BEGIN Entries shown

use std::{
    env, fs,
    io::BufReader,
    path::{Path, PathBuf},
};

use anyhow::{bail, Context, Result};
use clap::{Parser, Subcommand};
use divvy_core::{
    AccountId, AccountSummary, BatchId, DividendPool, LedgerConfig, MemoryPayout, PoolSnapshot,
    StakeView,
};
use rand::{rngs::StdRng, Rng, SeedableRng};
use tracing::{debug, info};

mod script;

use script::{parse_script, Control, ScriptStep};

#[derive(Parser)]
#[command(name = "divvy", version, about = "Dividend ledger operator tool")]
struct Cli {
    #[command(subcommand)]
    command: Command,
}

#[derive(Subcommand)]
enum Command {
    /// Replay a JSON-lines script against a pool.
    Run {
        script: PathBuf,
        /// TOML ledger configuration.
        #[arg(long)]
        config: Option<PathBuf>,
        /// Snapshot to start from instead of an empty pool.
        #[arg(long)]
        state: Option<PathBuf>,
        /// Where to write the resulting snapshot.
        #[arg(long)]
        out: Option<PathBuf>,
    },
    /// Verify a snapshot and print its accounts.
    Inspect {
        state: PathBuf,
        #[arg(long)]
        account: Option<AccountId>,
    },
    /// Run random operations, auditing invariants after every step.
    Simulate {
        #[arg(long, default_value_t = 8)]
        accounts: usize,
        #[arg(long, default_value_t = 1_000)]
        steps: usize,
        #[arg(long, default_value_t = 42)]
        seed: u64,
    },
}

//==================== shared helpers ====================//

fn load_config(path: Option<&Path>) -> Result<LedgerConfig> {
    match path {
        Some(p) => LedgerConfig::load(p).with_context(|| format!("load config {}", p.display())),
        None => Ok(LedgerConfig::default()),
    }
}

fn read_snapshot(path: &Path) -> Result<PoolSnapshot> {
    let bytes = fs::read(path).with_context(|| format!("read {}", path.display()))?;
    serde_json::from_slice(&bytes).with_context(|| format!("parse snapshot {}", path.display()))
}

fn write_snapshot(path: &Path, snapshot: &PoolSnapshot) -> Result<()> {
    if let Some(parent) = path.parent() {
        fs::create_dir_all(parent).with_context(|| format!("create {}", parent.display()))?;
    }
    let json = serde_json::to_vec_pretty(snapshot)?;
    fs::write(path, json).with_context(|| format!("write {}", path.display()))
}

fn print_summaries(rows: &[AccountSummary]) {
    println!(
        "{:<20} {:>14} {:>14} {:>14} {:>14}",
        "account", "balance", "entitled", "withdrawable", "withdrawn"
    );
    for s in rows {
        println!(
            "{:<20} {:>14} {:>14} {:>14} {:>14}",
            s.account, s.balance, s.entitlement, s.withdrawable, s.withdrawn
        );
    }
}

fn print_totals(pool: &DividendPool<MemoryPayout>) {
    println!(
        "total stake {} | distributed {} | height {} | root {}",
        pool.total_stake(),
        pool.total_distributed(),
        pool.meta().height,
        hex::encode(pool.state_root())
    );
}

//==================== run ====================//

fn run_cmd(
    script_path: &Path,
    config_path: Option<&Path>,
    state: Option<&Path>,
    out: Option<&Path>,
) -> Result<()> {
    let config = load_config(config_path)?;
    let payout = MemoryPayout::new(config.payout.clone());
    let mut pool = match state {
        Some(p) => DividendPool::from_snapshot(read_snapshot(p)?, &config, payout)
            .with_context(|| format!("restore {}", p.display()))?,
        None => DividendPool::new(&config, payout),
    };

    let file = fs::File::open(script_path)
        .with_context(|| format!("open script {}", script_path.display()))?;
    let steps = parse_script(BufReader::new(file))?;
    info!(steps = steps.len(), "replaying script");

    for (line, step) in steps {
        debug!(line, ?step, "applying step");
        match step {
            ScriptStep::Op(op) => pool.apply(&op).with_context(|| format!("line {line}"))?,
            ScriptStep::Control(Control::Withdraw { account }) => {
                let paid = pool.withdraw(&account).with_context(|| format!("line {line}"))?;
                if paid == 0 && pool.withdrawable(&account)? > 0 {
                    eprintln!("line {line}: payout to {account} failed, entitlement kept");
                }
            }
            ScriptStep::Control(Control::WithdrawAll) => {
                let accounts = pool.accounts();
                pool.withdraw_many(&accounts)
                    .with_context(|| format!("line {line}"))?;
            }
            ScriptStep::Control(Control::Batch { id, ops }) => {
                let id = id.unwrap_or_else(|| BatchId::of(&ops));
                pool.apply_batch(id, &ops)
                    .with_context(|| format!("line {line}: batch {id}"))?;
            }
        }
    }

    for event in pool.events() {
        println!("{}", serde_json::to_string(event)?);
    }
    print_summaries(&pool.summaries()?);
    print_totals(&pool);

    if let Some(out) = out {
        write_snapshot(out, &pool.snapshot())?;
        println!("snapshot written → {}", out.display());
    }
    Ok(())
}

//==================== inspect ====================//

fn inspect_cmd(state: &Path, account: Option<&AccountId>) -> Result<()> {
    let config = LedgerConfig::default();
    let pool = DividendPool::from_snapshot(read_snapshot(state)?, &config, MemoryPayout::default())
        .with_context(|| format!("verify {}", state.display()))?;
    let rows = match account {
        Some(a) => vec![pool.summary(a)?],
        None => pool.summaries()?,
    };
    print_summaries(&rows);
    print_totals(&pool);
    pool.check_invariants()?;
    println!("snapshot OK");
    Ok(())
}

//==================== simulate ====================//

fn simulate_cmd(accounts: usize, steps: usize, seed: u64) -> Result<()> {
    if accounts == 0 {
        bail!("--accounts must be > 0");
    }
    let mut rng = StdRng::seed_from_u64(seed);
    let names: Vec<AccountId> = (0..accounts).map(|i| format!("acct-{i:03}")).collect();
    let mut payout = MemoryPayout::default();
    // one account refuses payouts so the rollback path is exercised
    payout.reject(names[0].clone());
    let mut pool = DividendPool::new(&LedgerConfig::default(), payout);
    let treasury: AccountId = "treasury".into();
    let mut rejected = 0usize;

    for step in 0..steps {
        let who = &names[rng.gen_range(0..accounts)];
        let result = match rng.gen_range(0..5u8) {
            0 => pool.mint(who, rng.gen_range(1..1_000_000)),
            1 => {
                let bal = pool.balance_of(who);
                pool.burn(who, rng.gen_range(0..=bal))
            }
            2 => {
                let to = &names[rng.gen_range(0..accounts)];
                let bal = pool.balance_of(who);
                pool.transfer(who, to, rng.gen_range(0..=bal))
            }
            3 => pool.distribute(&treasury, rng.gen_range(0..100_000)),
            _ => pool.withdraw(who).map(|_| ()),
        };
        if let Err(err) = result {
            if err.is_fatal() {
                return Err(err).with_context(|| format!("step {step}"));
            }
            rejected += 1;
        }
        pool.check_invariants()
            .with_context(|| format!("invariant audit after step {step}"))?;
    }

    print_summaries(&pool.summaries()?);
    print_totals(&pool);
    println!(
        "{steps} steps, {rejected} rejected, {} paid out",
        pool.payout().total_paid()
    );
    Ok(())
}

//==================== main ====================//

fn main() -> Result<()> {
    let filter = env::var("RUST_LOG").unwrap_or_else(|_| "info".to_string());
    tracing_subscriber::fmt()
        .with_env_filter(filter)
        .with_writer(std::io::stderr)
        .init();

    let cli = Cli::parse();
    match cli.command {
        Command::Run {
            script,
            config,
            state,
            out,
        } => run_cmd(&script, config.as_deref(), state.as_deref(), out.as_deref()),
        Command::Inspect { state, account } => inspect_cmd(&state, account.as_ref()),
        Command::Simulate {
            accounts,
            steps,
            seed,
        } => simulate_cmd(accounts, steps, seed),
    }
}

END Entries shown
BEGIN Entries shown

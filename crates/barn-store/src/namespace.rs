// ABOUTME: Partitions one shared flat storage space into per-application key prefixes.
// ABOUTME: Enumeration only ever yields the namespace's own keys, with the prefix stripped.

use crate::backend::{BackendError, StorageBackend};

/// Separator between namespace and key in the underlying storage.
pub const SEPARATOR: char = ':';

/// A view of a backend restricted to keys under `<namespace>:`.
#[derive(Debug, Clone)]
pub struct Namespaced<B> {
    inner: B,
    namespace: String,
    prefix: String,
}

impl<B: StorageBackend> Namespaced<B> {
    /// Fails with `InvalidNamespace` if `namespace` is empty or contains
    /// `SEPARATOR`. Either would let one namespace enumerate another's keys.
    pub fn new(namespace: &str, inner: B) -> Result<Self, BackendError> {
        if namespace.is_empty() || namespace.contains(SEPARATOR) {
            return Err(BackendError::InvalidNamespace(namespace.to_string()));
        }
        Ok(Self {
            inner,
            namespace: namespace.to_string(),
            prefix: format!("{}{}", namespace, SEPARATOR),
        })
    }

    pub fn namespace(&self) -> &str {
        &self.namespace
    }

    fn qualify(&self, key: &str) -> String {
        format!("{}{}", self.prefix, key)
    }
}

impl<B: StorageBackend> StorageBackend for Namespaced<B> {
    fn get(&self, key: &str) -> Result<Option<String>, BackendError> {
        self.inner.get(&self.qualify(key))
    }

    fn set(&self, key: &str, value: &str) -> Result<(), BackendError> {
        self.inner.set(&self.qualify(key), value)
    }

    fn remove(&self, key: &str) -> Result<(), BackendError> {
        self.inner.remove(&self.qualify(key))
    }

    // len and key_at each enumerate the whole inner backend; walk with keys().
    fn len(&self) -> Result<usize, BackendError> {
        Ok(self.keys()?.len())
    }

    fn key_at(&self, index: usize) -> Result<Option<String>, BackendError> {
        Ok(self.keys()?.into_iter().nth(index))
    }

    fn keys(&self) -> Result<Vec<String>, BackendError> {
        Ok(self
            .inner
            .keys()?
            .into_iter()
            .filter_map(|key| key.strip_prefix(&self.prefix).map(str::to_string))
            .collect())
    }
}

END Entries shown

Work request: All lines in the entries above that include "BatchId" should be found and copied.

Answer to this exercise:
    AccountId, AccountSummary, BatchId, DividendPool, LedgerConfig, MemoryPayout, PoolSnapshot,
                let id = id.unwrap_or_else(|| BatchId::of(&ops));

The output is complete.